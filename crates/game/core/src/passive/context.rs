//! Execution context handed to passive hooks.

use std::collections::BTreeSet;

use tracing::trace;

use crate::config::CombatConfig;
use crate::env::{CombatEnv, DiceRng};
use crate::passive::BuffLedger;
use crate::record::{EffectRecord, HitReport};
use crate::state::{DiceId, TargetId};
use crate::stats::RuntimeDiceStats;
use crate::unit::UnitStore;

/// Everything a hook may read or touch while it runs.
///
/// The owner's own passive is checked out of the store for the duration of
/// the call, so a hook can freely mutate any unit's stats (including the
/// owner's) through `units`.
pub struct PassiveContext<'a> {
    owner: DiceId,
    combat_active: bool,
    pub units: &'a mut UnitStore,
    pub buffs: &'a mut BuffLedger,
    pub env: &'a mut CombatEnv,
    pub rng: &'a mut dyn DiceRng,
    pub config: &'a CombatConfig,
    effects: &'a mut Vec<EffectRecord>,
}

impl<'a> PassiveContext<'a> {
    #[allow(clippy::too_many_arguments)]
    pub(crate) fn new(
        owner: DiceId,
        combat_active: bool,
        units: &'a mut UnitStore,
        buffs: &'a mut BuffLedger,
        env: &'a mut CombatEnv,
        rng: &'a mut dyn DiceRng,
        config: &'a CombatConfig,
        effects: &'a mut Vec<EffectRecord>,
    ) -> Self {
        Self {
            owner,
            combat_active,
            units,
            buffs,
            env,
            rng,
            config,
            effects,
        }
    }

    /// The dice whose passive is running.
    pub fn owner(&self) -> DiceId {
        self.owner
    }

    pub fn combat_active(&self) -> bool {
        self.combat_active
    }

    pub fn owner_stats(&self) -> Option<&RuntimeDiceStats> {
        self.units.stats(self.owner)
    }

    pub fn owner_stats_mut(&mut self) -> Option<&mut RuntimeDiceStats> {
        self.units.stats_mut(self.owner)
    }

    pub fn owner_level(&self) -> u32 {
        self.units.get(self.owner).map_or(0, |u| u.level())
    }

    /// Units adjacent to the owner under the configured radius.
    pub fn neighbors(&self) -> BTreeSet<DiceId> {
        self.units
            .neighbors_of(self.owner, self.config.adjacency_radius)
    }

    /// Recomputes `target`'s effective fire interval from its base and the
    /// active haste sources.
    pub fn refresh_fire_interval(&mut self, target: DiceId) {
        if let Some(stats) = self.units.stats_mut(target) {
            self.buffs.apply(target, stats);
        }
    }

    /// Adds the owner as a haste source of `target` and refreshes it.
    pub fn grant_haste(&mut self, target: DiceId, bonus: f32) {
        if self.buffs.grant(target, self.owner, bonus) {
            trace!(target: "dice_core::passive", source = %self.owner, buffed = %target, bonus, "haste granted");
        }
        self.refresh_fire_interval(target);
    }

    /// Removes the owner as a haste source of `target` and refreshes it.
    pub fn revoke_haste(&mut self, target: DiceId) {
        if self.buffs.revoke(target, self.owner) {
            trace!(target: "dice_core::passive", source = %self.owner, buffed = %target, "haste revoked");
        }
        self.refresh_fire_interval(target);
    }

    /// Removes every haste contribution of the owner.
    pub fn revoke_all_haste(&mut self) {
        for target in self.buffs.revoke_source(self.owner) {
            self.refresh_fire_interval(target);
        }
    }

    /// Heals the player and records it. Silently skips without a player.
    pub fn heal_player(&mut self, amount: f32) {
        if self.env.heal_player(amount) {
            self.record(EffectRecord::Healed {
                source: self.owner,
                amount,
            });
        } else {
            trace!(target: "dice_core::passive", source = %self.owner, "no player to heal");
        }
    }

    /// Shields the player and records it. Silently skips without a player.
    pub fn shield_player(&mut self, amount: f32) {
        if self.env.shield_player(amount) {
            self.record(EffectRecord::Shielded {
                source: self.owner,
                amount,
            });
        } else {
            trace!(target: "dice_core::passive", source = %self.owner, "no player to shield");
        }
    }

    /// Deals independent damage to `target` on the owner's behalf.
    ///
    /// Secondary damage bypasses on-hit hooks, so chains cannot recurse.
    pub fn deal_secondary_damage(&mut self, target: TargetId, amount: f32) -> Option<HitReport> {
        let outcome = self.env.apply_damage(target, amount)?;
        let report = HitReport {
            source: self.owner,
            target,
            dealt: outcome.dealt,
            killed: outcome.killed,
        };
        self.record(EffectRecord::SecondaryHit(report));
        Some(report)
    }

    pub fn record(&mut self, record: EffectRecord) {
        self.effects.push(record);
    }
}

- - - - -

• PROBLEM:
With nothing added or dropped, retype the listing above.

• ANSWER BOX:
filename crates/game/core/src/passive/context.rs
//! Execution context handed to passive hooks.

use std::collections::BTreeSet;

use tracing::trace;

use crate::config::CombatConfig;
use crate::env::{CombatEnv, DiceRng};
use crate::passive::BuffLedger;
use crate::record::{EffectRecord, HitReport};
use crate::state::{DiceId, TargetId};
use crate::stats::RuntimeDiceStats;
use crate::unit::UnitStore;

/// Everything a hook may read or touch while it runs.
///
/// The owner's own passive is checked out of the store for the duration of
/// the call, so a hook can freely mutate any unit's stats (including the
/// owner's) through `units`.
pub struct PassiveContext<'a> {
    owner: DiceId,
    combat_active: bool,
    pub units: &'a mut UnitStore,
    pub buffs: &'a mut BuffLedger,
    pub env: &'a mut CombatEnv,
    pub rng: &'a mut dyn DiceRng,
    pub config: &'a CombatConfig,
    effects: &'a mut Vec<EffectRecord>,
}

impl<'a> PassiveContext<'a> {
    #[allow(clippy::too_many_arguments)]
    pub(crate) fn new(
        owner: DiceId,
        combat_active: bool,
        units: &'a mut UnitStore,
        buffs: &'a mut BuffLedger,
        env: &'a mut CombatEnv,
        rng: &'a mut dyn DiceRng,
        config: &'a CombatConfig,
        effects: &'a mut Vec<EffectRecord>,
    ) -> Self {
        Self {
            owner,
            combat_active,
            units,
            buffs,
            env,
            rng,
            config,
            effects,
        }
    }

    /// The dice whose passive is running.
    pub fn owner(&self) -> DiceId {
        self.owner
    }

    pub fn combat_active(&self) -> bool {
        self.combat_active
    }

    pub fn owner_stats(&self) -> Option<&RuntimeDiceStats> {
        self.units.stats(self.owner)
    }

    pub fn owner_stats_mut(&mut self) -> Option<&mut RuntimeDiceStats> {
        self.units.stats_mut(self.owner)
    }

    pub fn owner_level(&self) -> u32 {
        self.units.get(self.owner).map_or(0, |u| u.level())
    }

    /// Units adjacent to the owner under the configured radius.
    pub fn neighbors(&self) -> BTreeSet<DiceId> {
        self.units
            .neighbors_of(self.owner, self.config.adjacency_radius)
    }

    /// Recomputes `target`'s effective fire interval from its base and the
    /// active haste sources.
    pub fn refresh_fire_interval(&mut self, target: DiceId) {
        if let Some(stats) = self.units.stats_mut(target) {
            self.buffs.apply(target, stats);
        }
    }

    /// Adds the owner as a haste source of `target` and refreshes it.
    pub fn grant_haste(&mut self, target: DiceId, bonus: f32) {
        if self.buffs.grant(target, self.owner, bonus) {
            trace!(target: "dice_core::passive", source = %self.owner, buffed = %target, bonus, "haste granted");
        }
        self.refresh_fire_interval(target);
    }

    /// Removes the owner as a haste source of `target` and refreshes it.
    pub fn revoke_haste(&mut self, target: DiceId) {
        if self.buffs.revoke(target, self.owner) {
            trace!(target: "dice_core::passive", source = %self.owner, buffed = %target, "haste revoked");
        }
        self.refresh_fire_interval(target);
    }

    /// Removes every haste contribution of the owner.
    pub fn revoke_all_haste(&mut self) {
        for target in self.buffs.revoke_source(self.owner) {
            self.refresh_fire_interval(target);
        }
    }

    /// Heals the player and records it. Silently skips without a player.
    pub fn heal_player(&mut self, amount: f32) {
        if self.env.heal_player(amount) {
            self.record(EffectRecord::Healed {
                source: self.owner,
                amount,
            });
        } else {
            trace!(target: "dice_core::passive", source = %self.owner, "no player to heal");
        }
    }

    /// Shields the player and records it. Silently skips without a player.
    pub fn shield_player(&mut self, amount: f32) {
        if self.env.shield_player(amount) {
            self.record(EffectRecord::Shielded {
                source: self.owner,
                amount,
            });
        } else {
            trace!(target: "dice_core::passive", source = %self.owner, "no player to shield");
        }
    }

    /// Deals independent damage to `target` on the owner's behalf.
    ///
    /// Secondary damage bypasses on-hit hooks, so chains cannot recurse.
    pub fn deal_secondary_damage(&mut self, target: TargetId, amount: f32) -> Option<HitReport> {
        let outcome = self.env.apply_damage(target, amount)?;
        let report = HitReport {
            source: self.owner,
            target,
            dealt: outcome.dealt,
            killed: outcome.killed,
        };
        self.record(EffectRecord::SecondaryHit(report));
        Some(report)
    }

    pub fn record(&mut self, record: EffectRecord) {
        self.effects.push(record);
    }
}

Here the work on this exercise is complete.